- _Instructions for the task_: Each record must appear in the answer exactly as it does in the data.
=== Section Start ===
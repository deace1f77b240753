//! Swiss-system tournament module.
//!
//! This module provides:
//! - Tournament creation and default-tournament resolution
//! - Player registration, attachment and deactivation
//! - An append-only match log (wins, draws, byes)
//! - Standings with an opponent-strength tie-break
//! - Bye allocation and adjacent-rank pairing
//!
//! ## Example
//!
//! ```
//! use std::sync::Arc;
//! use swiss_tournament::db::MemoryTournamentStore;
//! use swiss_tournament::tournament::TournamentManager;
//!
//! #[tokio::main]
//! async fn main() -> Result<(), Box<dyn std::error::Error>> {
//!     let manager = TournamentManager::new(Arc::new(MemoryTournamentStore::new()));
//!
//!     let bruno = manager.register_player("Bruno Walton", None).await?;
//!     let boots = manager.register_player("Boots O'Neal", None).await?;
//!     manager.report_match(bruno, boots, None).await?;
//!
//!     let standings = manager.standings(None).await?;
//!     assert_eq!(standings[0].player_id, bruno);
//!     Ok(())
//! }
//! ```

pub mod errors;
pub mod history;
pub mod manager;
pub mod models;
pub mod pairing;
pub mod standings;

pub use errors::{TournamentError, TournamentResult};
pub use manager::TournamentManager;
pub use models::{
    ByePolicy, DRAW_POINTS, EngineConfig, LOSS_POINTS, MatchId, MatchOutcome, MatchResult,
    Membership, Pairing, Player, PlayerId, RecordedMatch, RosterEntry, Standing, TournamentId,
    TournamentInfo, WIN_POINTS,
};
=== Section End ===
- _Result for this task_:
repository deace1f77b240753
//! Swiss-system tournament module.
//!
//! This module provides:
//! - Tournament creation and default-tournament resolution
//! - Player registration, attachment and deactivation
//! - An append-only match log (wins, draws, byes)
//! - Standings with an opponent-strength tie-break
//! - Bye allocation and adjacent-rank pairing
//!
//! ## Example
//!
//! ```
//! use std::sync::Arc;
//! use swiss_tournament::db::MemoryTournamentStore;
//! use swiss_tournament::tournament::TournamentManager;
//!
//! #[tokio::main]
//! async fn main() -> Result<(), Box<dyn std::error::Error>> {
//!     let manager = TournamentManager::new(Arc::new(MemoryTournamentStore::new()));
//!
//!     let bruno = manager.register_player("Bruno Walton", None).await?;
//!     let boots = manager.register_player("Boots O'Neal", None).await?;
//!     manager.report_match(bruno, boots, None).await?;
//!
//!     let standings = manager.standings(None).await?;
//!     assert_eq!(standings[0].player_id, bruno);
//!     Ok(())
//! }
//! ```

pub mod errors;
pub mod history;
pub mod manager;
pub mod models;
pub mod pairing;
pub mod standings;

pub use errors::{TournamentError, TournamentResult};
pub use manager::TournamentManager;
pub use models::{
    ByePolicy, DRAW_POINTS, EngineConfig, LOSS_POINTS, MatchId, MatchOutcome, MatchResult,
    Membership, Pairing, Player, PlayerId, RecordedMatch, RosterEntry, Standing, TournamentId,
    TournamentInfo, WIN_POINTS,
};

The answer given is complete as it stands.